La posibilidad de un aumento en las importaciones de carne vacuna y una reducción de los aranceles en Estados Unidos ha comenzado a generar preocupación entre los productores estadounidenses.

La reacción provino de la Asociación de Ganaderos de Estados Unidos (USCA), una organización que representa a los ganaderos independientes del país, tras los rumores de que el gobierno estaba considerando cambios en las normas de importación de carne.

Según la asociación, el sector está siguiendo de cerca el asunto con el gobierno estadounidense y argumenta que un mayor aumento en la entrada de carne importada podría desalentar la producción nacional en un momento considerado crucial para la reconstrucción del rodeo ganadero de Estados Unidos.

El presidente de la organización, Justin Tupper, afirmó que los ganaderos estadounidenses apenas han comenzado a recuperar la confianza para permanecer en el negocio, impulsados ​​por señales del mercado como precios más justos para su ganado y una demanda firme de carne.

Según la asociación, estos factores son fundamentales para reconstruir y mantener un rodeo doméstico más grande a largo plazo.

Tupper también cuestionó el argumento de que el aumento de las importaciones ayudaría a reducir los precios de la carne para los consumidores estadounidenses. Según él, no existen datos suficientes para demostrar que la afluencia de carne importada —que se prevé que alcance niveles récord en 2026— resultaría en precios minoristas más bajos.

Por otro lado, la organización afirma que existen claros indicios de que el aumento de las importaciones genera en los productores la percepción de que su mercado se está reduciendo, lo que podría acelerar la salida de los ganaderos de la actividad, ya sea reduciendo sus stocks o vendiendo sus propiedades.

“No podemos solucionar este problema importando”, afirmó Tupper.

La asociación también hizo hincapié en que continuará el diálogo con el gobierno estadounidense para defender los intereses de los productores independientes y del sector ganadero en Estados Unidos.

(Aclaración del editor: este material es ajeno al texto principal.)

//! API route handlers.

use axum::body::Bytes;
use axum::{Json, extract::State, http::StatusCode};
use indexchat_core::error::IndexChatError;
use indexchat_core::types::Modality;
use serde_json::{Value, json};
use std::sync::Arc;

use super::server::AppState;

type ApiResponse = (StatusCode, Json<Value>);

/// Map an error onto the service contract: `{error}` for bad input,
/// `{error, details}` for everything that failed behind it.
fn error_response(e: &IndexChatError) -> ApiResponse {
    match e {
        IndexChatError::InvalidRequest(msg) => (StatusCode::BAD_REQUEST, Json(json!({ "error": msg }))),
        _ => (
            StatusCode::INTERNAL_SERVER_ERROR,
            Json(json!({
                "error": "Failed to process the request",
                "details": e.to_string(),
            })),
        ),
    }
}

/// Pull the string `query` out of a JSON request body.
fn parse_query(body: &[u8]) -> Result<(String, Value), IndexChatError> {
    let value: Value = serde_json::from_slice(body)
        .map_err(|e| IndexChatError::InvalidRequest(format!("Body must be JSON: {e}")))?;
    let query = value
        .get("query")
        .and_then(Value::as_str)
        .ok_or_else(|| IndexChatError::InvalidRequest("Missing or invalid 'query' (expected a string)".into()))?;
    Ok((query.to_string(), value))
}

/// Health check endpoint.
pub async fn health_check() -> Json<Value> {
    Json(json!({
        "status": "ok",
        "service": "indexchat-gateway",
        "version": env!("CARGO_PKG_VERSION"),
    }))
}

/// System information endpoint. Never exposes API keys.
pub async fn system_info(State(state): State<Arc<AppState>>) -> Json<Value> {
    let cfg = &state.config;
    let store = state.retriever.store();
    let active = state.retriever.modalities();
    let chunks: serde_json::Map<String, Value> = match store.stats() {
        Ok(counts) => counts
            .into_iter()
            .map(|(m, n)| (m.as_str().to_string(), json!(n)))
            .collect(),
        Err(e) => {
            tracing::warn!("Could not read chunk counts: {e}");
            serde_json::Map::new()
        }
    };
    let modalities: Vec<Value> = Modality::ALL
        .iter()
        .map(|m| {
            let emb = cfg.embeddings.for_modality(*m);
            json!({
                "modality": m.as_str(),
                "enabled": active.contains(m),
                "provider": emb.provider,
                "model": emb.model,
                "dimensions": emb.dimensions,
            })
        })
        .collect();

    Json(json!({
        "name": "IndexChat",
        "version": env!("CARGO_PKG_VERSION"),
        "platform": format!("{}/{}", std::env::consts::OS, std::env::consts::ARCH),
        "uptime_secs": state.start_time.elapsed().as_secs(),
        "llm": {
            "provider": state.agent.provider_name(),
            "model": state.agent.model_name(),
        },
        "modalities": modalities,
        "index": {
            "db_path": store.path().display().to_string(),
            "exists": store.exists(),
            "chunks": chunks,
            "default_top_k": cfg.index.default_top_k,
        },
        "agent": {
            "max_tool_rounds": cfg.agent.max_tool_rounds,
        },
    }))
}

/// `POST /api/chat {query}` → `{answer, sources: [{id, file_name}]}`.
pub async fn chat(State(state): State<Arc<AppState>>, body: Bytes) -> ApiResponse {
    let (query, _) = match parse_query(&body) {
        Ok(q) => q,
        Err(e) => return error_response(&e),
    };

    match state.agent.answer(&query).await {
        Ok(answer) => (StatusCode::OK, Json(json!(answer))),
        Err(e) => {
            tracing::error!("Chat failed: {e}");
            error_response(&e)
        }
    }
}

/// `POST /api/search {query, top_k?}` → raw retrieval hits, for inspecting
/// what the model would see.
pub async fn search(State(state): State<Arc<AppState>>, body: Bytes) -> ApiResponse {
    let (query, value) = match parse_query(&body) {
        Ok(q) => q,
        Err(e) => return error_response(&e),
    };
    let top_k = state.config.index.top_k(value["top_k"].as_f64());

    match state.retriever.retrieve(&query, top_k).await {
        Ok(results) => (
            StatusCode::OK,
            Json(json!({
                "query": query,
                "top_k": top_k,
                "count": results.len(),
                "results": results,
            })),
        ),
        Err(e) => {
            tracing::warn!("Search failed: {e}");
            error_response(&e)
        }
    }
}

#[cfg(test)]
mod tests {
    use super::*;
    use async_trait::async_trait;
    use indexchat_agent::Agent;
    use indexchat_core::config::IndexChatConfig;
    use indexchat_core::error::Result;
    use indexchat_core::traits::provider::GenerateParams;
    use indexchat_core::traits::{EmbeddingProvider, Provider};
    use indexchat_core::types::{Message, ProviderResponse, ToolCall, ToolDefinition};
    use indexchat_knowledge::codec::serialize_embedding;
    use indexchat_knowledge::store::SCHEMA_SQL;
    use indexchat_knowledge::{ChunkStore, FanOutRetriever};

    /// Searches once, then answers from the tool output.
    struct SearchThenAnswer;

    #[async_trait]
    impl Provider for SearchThenAnswer {
        fn name(&self) -> &str {
            "stub"
        }

        async fn chat(&self, messages: &[Message], _: &[ToolDefinition], _: &GenerateParams) -> Result<ProviderResponse> {
            if messages.iter().any(|m| m.tool_call_id.is_some()) {
                return Ok(ProviderResponse {
                    content: Some("Q3 revenue grew 12%.".into()),
                    ..Default::default()
                });
            }
            Ok(ProviderResponse {
                tool_calls: vec![ToolCall::function("call_1", "search_pdfs", r#"{"query":"revenue"}"#)],
                ..Default::default()
            })
        }
    }

    struct DownProvider;

    #[async_trait]
    impl Provider for DownProvider {
        fn name(&self) -> &str {
            "down"
        }

        async fn chat(&self, _: &[Message], _: &[ToolDefinition], _: &GenerateParams) -> Result<ProviderResponse> {
            Err(IndexChatError::Provider("openai API error 503: overloaded".into()))
        }
    }

    struct Fixed;

    #[async_trait]
    impl EmbeddingProvider for Fixed {
        fn name(&self) -> &str {
            "fixed"
        }
        fn dimensions(&self) -> usize {
            2
        }
        async fn embed(&self, _text: &str) -> Result<Vec<f32>> {
            Ok(vec![1.0, 0.0])
        }
    }

    fn test_state(dir: &tempfile::TempDir, provider: Arc<dyn Provider>) -> State<Arc<AppState>> {
        let path = dir.path().join("database.sqlite");
        let conn = rusqlite::Connection::open(&path).unwrap();
        conn.execute_batch(SCHEMA_SQL).unwrap();
        conn.execute(
            "INSERT INTO documents (id, file_name, content_type, chunk_text, embedding, embedding_dimensions)
             VALUES (1, 'report.pdf', 'text', 'Q3 revenue grew 12%.', ?1, 2)",
            [serialize_embedding(&[1.0, 0.0])],
        )
        .unwrap();

        let mut config = IndexChatConfig::default();
        config.index.db_path = path.display().to_string();
        let retriever = Arc::new(FanOutRetriever::new(ChunkStore::new(path), Arc::new(Fixed)));
        let tools = indexchat_tools::default_tools(retriever.clone(), &config.index);
        let agent = Arc::new(Agent::new(&config, provider, tools));

        State(Arc::new(AppState {
            config: Arc::new(config),
            start_time: std::time::Instant::now(),
            agent,
            retriever,
        }))
    }

    #[tokio::test]
    async fn test_health_check() {
        let json = health_check().await.0;
        assert_eq!(json["status"], "ok");
    }

    #[tokio::test]
    async fn test_system_info() {
        let dir = tempfile::tempdir().unwrap();
        let json = system_info(test_state(&dir, Arc::new(SearchThenAnswer))).await.0;
        assert_eq!(json["name"], "IndexChat");
        assert_eq!(json["llm"]["provider"], "stub");
        assert_eq!(json["modalities"][0]["modality"], "text");
        assert_eq!(json["modalities"][0]["enabled"], true);
        assert_eq!(json["modalities"][1]["enabled"], false);
        assert_eq!(json["index"]["exists"], true);
        assert_eq!(json["index"]["chunks"], json!({ "text": 1 }));
        assert!(json.to_string().find("api_key").is_none());
    }

    #[tokio::test]
    async fn test_chat_answers_with_sources() {
        let dir = tempfile::tempdir().unwrap();
        let state = test_state(&dir, Arc::new(SearchThenAnswer));
        let (status, Json(json)) = chat(state, Bytes::from_static(br#"{"query":"How did revenue change?"}"#)).await;

        assert_eq!(status, StatusCode::OK);
        assert_eq!(json["answer"], "Q3 revenue grew 12%.");
        assert_eq!(json["sources"], json!([{ "id": 1, "file_name": "report.pdf" }]));
    }

    #[tokio::test]
    async fn test_chat_rejects_bad_input() {
        let dir = tempfile::tempdir().unwrap();
        let state = test_state(&dir, Arc::new(SearchThenAnswer));
        for body in [&br#"{}"#[..], br#"{"query": 5}"#, b"not json"] {
            let (status, Json(json)) = chat(state.clone(), Bytes::copy_from_slice(body)).await;
            assert_eq!(status, StatusCode::BAD_REQUEST);
            assert!(json["error"].is_string());
            assert!(json.get("details").is_none());
        }
    }

    #[tokio::test]
    async fn test_chat_model_failure_is_500() {
        let dir = tempfile::tempdir().unwrap();
        let state = test_state(&dir, Arc::new(DownProvider));
        let (status, Json(json)) = chat(state, Bytes::from_static(br#"{"query":"hi"}"#)).await;
        assert_eq!(status, StatusCode::INTERNAL_SERVER_ERROR);
        assert!(json["error"].is_string());
        assert!(json["details"].as_str().unwrap().contains("503"));
    }

    #[tokio::test]
    async fn test_search_returns_hits() {
        let dir = tempfile::tempdir().unwrap();
        let state = test_state(&dir, Arc::new(SearchThenAnswer));
        let (status, Json(json)) = search(state, Bytes::from_static(br#"{"query":"revenue","top_k":500}"#)).await;
        assert_eq!(status, StatusCode::OK);
        assert_eq!(json["top_k"], 20);
        assert_eq!(json["count"], 1);
        assert_eq!(json["results"][0]["file_name"], "report.pdf");
        assert_eq!(json["results"][0]["modality"], "text");
    }

    #[tokio::test]
    async fn test_search_clamps_non_integer_top_k() {
        let dir = tempfile::tempdir().unwrap();
        let state = test_state(&dir, Arc::new(SearchThenAnswer));
        let (status, Json(json)) = search(state.clone(), Bytes::from_static(br#"{"query":"revenue","top_k":-3}"#)).await;
        assert_eq!(status, StatusCode::OK);
        assert_eq!(json["top_k"], 1);
        let (_, Json(json)) = search(state, Bytes::from_static(br#"{"query":"revenue","top_k":2.0}"#)).await;
        assert_eq!(json["top_k"], 2);
    }

    #[tokio::test]
    async fn test_empty_search_query_is_500() {
        let dir = tempfile::tempdir().unwrap();
        let state = test_state(&dir, Arc::new(SearchThenAnswer));
        let (status, _) = search(state, Bytes::from_static(br#"{"query":"  "}"#)).await;
        assert_eq!(status, StatusCode::INTERNAL_SERVER_ERROR);
    }
}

Además del debate sobre las importaciones, la organización reforzó su apoyo a iniciativas como el etiquetado “Producto de EE. UU.”, que busca aclarar a los consumidores el origen de la carne que se vende en el país.

El debate se produce en un momento delicado para la ganadería estadounidense. Tras años de disminución de los rodeos debido a la sequía, los altos costos y la liquidación del ganado reproductor, muchos productores creen que los precios actuales del ganado están creando finalmente las condiciones para conservar los animales y una recuperación gradual de la oferta nacional.

En este contexto, algunos en la industria temen que el aumento de las importaciones pueda reducir los incentivos económicos necesarios para reconstruir el stock ganadero estadounidense en los próximos años.